Tasmania 6 for 304 (Paine 100, Dighton 80, Cowan 61) beat Victoria 194 (McDonald 64, Denton 5-45) by 110 runs
Scorecard and ball-by-ball details
Scorecard and ball-by-ball details
Tasmania secured their second FR Cup title in three seasons and consigned Victoria to a fourth consecutive one-day final loss after Tim Paine's century left the hosts to chase an unreachable 305. Paine and Michael Dighton took advantage of a lacklustre start from Victoria in the field, before Gerard Denton struck three early blows with the ball to set up the 110-run triumph.
Victoria severely felt the absence of their two best limited-overs bowlers, Clint McKay and Dirk Nannes, and two of their star batsmen, Cameron White and David Hussey, all of whom were in New Zealand with the Australian squad. Tasmania were also missing Travis Birt for the same reason but they covered for his loss with confident innings from Paine, Dighton and Ed Cowan.
For the Bushrangers to challenge Tasmania's 6 for 304, they needed a big innings from Brad Hodge and when he drove Denton to cover and was caught for 14, most of the interest in the chase disappeared. Denton had already taken Tasmania's batting momentum and applied it to their bowling by removing Chris Rogers and Aiden Blizzard within the first eight overs.
Rogers played on for 14 and was fuming with himself, after they had already lost Blizzard to a stunning, leaping catch from Rhett Lockyear at backward point.
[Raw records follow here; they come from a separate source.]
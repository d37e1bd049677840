mod detail;
mod form;
mod list;
mod locate;

pub use locate::LocatePage;

use crate::layout::global_context::use_global_context;
use detail::StaffDetail;
use leptos::prelude::*;
use list::StaffList;

/// Staff list, or the detail view of the member picked from it.
#[component]
#[allow(non_snake_case)]
pub fn StaffPage() -> impl IntoView {
    let ctx = use_global_context();

    move || match ctx.staff_detail.get() {
        Some(id) => view! { <StaffDetail id=id /> }.into_any(),
        None => view! { <StaffList /> }.into_any(),
    }
}
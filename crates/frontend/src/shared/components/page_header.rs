use leptos::prelude::*;

/// Title row of a page with an actions slot on the right.
#[component]
pub fn PageHeader(
    #[prop(into)]
    title: Signal<String>,

    #[prop(optional, into)]
    subtitle: MaybeProp<String>,

    /// Action buttons (pass an empty fragment if not needed)
    children: Children,
) -> impl IntoView {
    view! {
        <div class="page__header page-header">
            <div class="page-header__content">
                <div class="page-header__text">
                    <h1 class="page-header__title">{move || title.get()}</h1>
                    {move || subtitle.get().map(|s| view! {
                        <div class="page-header__subtitle">{s}</div>
                    })}
                </div>
            </div>
            <div class="page-header__actions">
                {children()}
            </div>
        </div>
    }
}
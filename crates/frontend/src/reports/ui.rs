use crate::shared::components::{ErrorBanner, PageHeader};
use crate::shared::config::use_config;
use crate::shared::data::{load_list, Banner};
use crate::shared::date_utils::today;
use crate::shared::export::download_csv;
use crate::shared::icons::icon;
use crate::shared::page_frame::PageFrame;
use crate::shared::page_standard::PAGE_CAT_USECASE;
use crate::system::auth::use_auth;
use contracts::domain::a001_task::TaskStatus;
use contracts::domain::a002_staff::Staff;
use contracts::reports::{contract_staff_map, resolve_contract, ReportFilters, ReportKind, REPORT_FILE_NAME};
use contracts::shared::EntityId;
use leptos::prelude::*;
use thaw::*;

/// Statuses offered as report filters
const REPORT_STATUSES: [TaskStatus; 6] = [
    TaskStatus::OpenQueued,
    TaskStatus::Assigned,
    TaskStatus::InProgress,
    TaskStatus::Completed,
    TaskStatus::Cancelled,
    TaskStatus::Overdue,
];

#[component]
#[allow(non_snake_case)]
pub fn ReportsPage() -> impl IntoView {
    let config = use_config();
    let session = use_auth();
    let banner: Banner = RwSignal::new(None);
    let staff = StoredValue::new(load_list::<Staff>(banner));
    let by_contract = StoredValue::new(staff.with_value(|s| contract_staff_map(s)));

    let contract = staff.with_value(|s| {
        session.user.with_untracked(|u| resolve_contract(u.as_ref(), s, &config.fallback_contract))
    });
    let filters = RwSignal::new(ReportFilters::new(contract, today(), config.report_window_days));
    let staff_query = RwSignal::new(String::new());

    let mut contract_options = by_contract.with_value(|m| m.keys().cloned().collect::<Vec<_>>());
    let selected = filters.with_untracked(|f| f.contract.clone());
    if !contract_options.contains(&selected) {
        contract_options.insert(0, selected);
    }
    let staff_options = move || {
        let query = staff_query.get();
        filters.with(|f| by_contract.with_value(|m| f.staff_options(m, &query)))
    };

    let download = move |_| {
        let csv = staff.with_value(|s| filters.with_untracked(|f| f.to_csv(s)));
        match download_csv(&csv, REPORT_FILE_NAME) {
            Ok(()) => banner.set(None),
            Err(e) => {
                log::error!("report export: {}", e);
                banner.set(Some(e));
            }
        }
    };

    view! {
        <PageFrame page_id="reports--usecase" category=PAGE_CAT_USECASE>
            <PageHeader title="Reports".to_string() subtitle="Export the selected report filters".to_string()>
                <Button appearance=ButtonAppearance::Primary on_click=download>
                    {icon("download")}
                    " Download CSV"
                </Button>
            </PageHeader>
            <ErrorBanner banner=banner />
            <div class="report-form">
                <div class="form__group">
                    <label class="form__label">"Report"</label>
                    <div class="segmented">
                        {ReportKind::all().into_iter().map(|kind| view! {
                            <button
                                type="button"
                                class="segmented__item"
                                class:segmented__item--active=move || filters.with(|f| f.kind == kind)
                                on:click=move |_| filters.update(|f| f.kind = kind)
                            >
                                {kind.title()}
                            </button>
                        }).collect_view()}
                    </div>
                </div>
                <div class="form__row">
                    <div class="form__group">
                        <label class="form__label">"Contract"</label>
                        <select
                            class="form__select"
                            prop:value=move || filters.with(|f| f.contract.clone())
                            on:change=move |ev| {
                                let contract = event_target_value(&ev);
                                filters.update(|f| {
                                    f.contract = contract;
                                    f.staff_id = None;
                                });
                            }
                        >
                            {contract_options.into_iter().map(|c| view! { <option value=c.clone()>{c.clone()}</option> }).collect_view()}
                        </select>
                    </div>
                    <div class="form__group">
                        <label class="form__label">"Start Date"</label>
                        <input
                            class="form__input"
                            type="date"
                            prop:value=move || filters.with(|f| f.start_date.clone())
                            on:change=move |ev| filters.update(|f| f.start_date = event_target_value(&ev))
                        />
                    </div>
                    <div class="form__group">
                        <label class="form__label">"End Date"</label>
                        <input
                            class="form__input"
                            type="date"
                            prop:value=move || filters.with(|f| f.end_date.clone())
                            on:change=move |ev| filters.update(|f| f.end_date = event_target_value(&ev))
                        />
                    </div>
                </div>
                <div class="form__group">
                    <label class="form__label">"Status"</label>
                    <div class="filter-panel__row">
                        {REPORT_STATUSES.into_iter().map(|status| view! {
                            <label class="filter-toggle">
                                <input
                                    type="checkbox"
                                    prop:checked=move || filters.with(|f| f.statuses.contains(&status))
                                    on:change=move |_| filters.update(|f| f.toggle_status(status))
                                />
                                <span>{status.display_name()}</span>
                            </label>
                        }).collect_view()}
                    </div>
                </div>
                <div class="form__group">
                    <label class="form__label">"Staff"</label>
                    <input
                        class="search-input"
                        type="search"
                        placeholder="Search staff..."
                        prop:value=move || staff_query.get()
                        on:input=move |ev| staff_query.set(event_target_value(&ev))
                    />
                    <select
                        class="form__select"
                        prop:value=move || filters.with(|f| f.staff_id.map(|id| id.to_string()).unwrap_or_default())
                        on:change=move |ev| {
                            let id = event_target_value(&ev).parse::<EntityId>().ok();
                            filters.update(|f| f.staff_id = id);
                        }
                    >
                        <option value="">"All staff"</option>
                        {move || staff_options().into_iter().map(|s| view! {
                            <option value=s.id.to_string()>{s.name}</option>
                        }).collect_view()}
                    </select>
                </div>
            </div>
        </PageFrame>
    }
}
The wonderful take highlighted a stark difference in the fielding standard between the two teams after Blizzard himself had put down Dighton on 42.
Blizzard couldn't hang on to a low but regulation chance at point and it was the second life for Dighton, who had been spilled on 9 by the wicketkeeper Matthew Wade diving to his right. The sloppy work from Victoria contributed to Tasmania's strong start and Dighton and Paine flew out of the blocks following their captain's decision to bat.
Dighton was the dominant partner in the 132-run opening stand and he was in a belligerent batting mood, forcing boundaries all around the ground including one straight down the pitch that nearly collected the bowler John Hastings in the head. He lifted the ball off his pads with ease and capitalised on a lifeless new-ball spell from Darren Pattinson, who in all bowled four overs for 36.
Dighton missed the chance for a century when he was bowled by Hastings for 80 from 91 balls and while the scoring rate dropped a little after his departure, Paine continued to play a vital anchoring role. He was controlled and struck nine fours in his chanceless 100, which came up off 117 deliveries with an overthrow after he initially turned back trying for a single to point.
Paine fell from his next delivery when Wade snared an edge behind up to the stumps off Andrew McDonald but by then the damage was done. Ed Cowan had already contributed a very useful 61 from 55 balls, which included a six down the ground off Bryce McGain, before he was caught at mid-off to become one of three wickets for McDonald.
The Victorian fielding sharpened up in the dying stages, as Wade completed a wonderful leg-side stumping standing up to McDonald to get rid of Jason Krejza, and Blizzard tried to make up for his drop with a direct-hit from the outfield to find Brendan Drew short. But 16 came from Tasmania's last over, and 103 from their final ten, to set Victoria a 300-plus chase.
The early losses derailed Victoria's pursuit and although the stand-in captain McDonald tried to fight back and made 64 alongside Wade's 40, Denton came back to remove McDonald and any slim hopes of a home-town miracle. Denton finished with 5 for 45 as Victoria were bowled out in the 43rd over but it was Paine who was named Man of the Match for setting up the result.
The 50-over format remains Victoria's curse in a successful era during which they have claimed four Twenty20 titles and last summer's Sheffield Shield. They have now lost three FR Cup finals at home - to Tasmania this summer and to Queensland in 2006-07 and 2008-09 - and one away to the Tigers in 2007-08 over the past four seasons.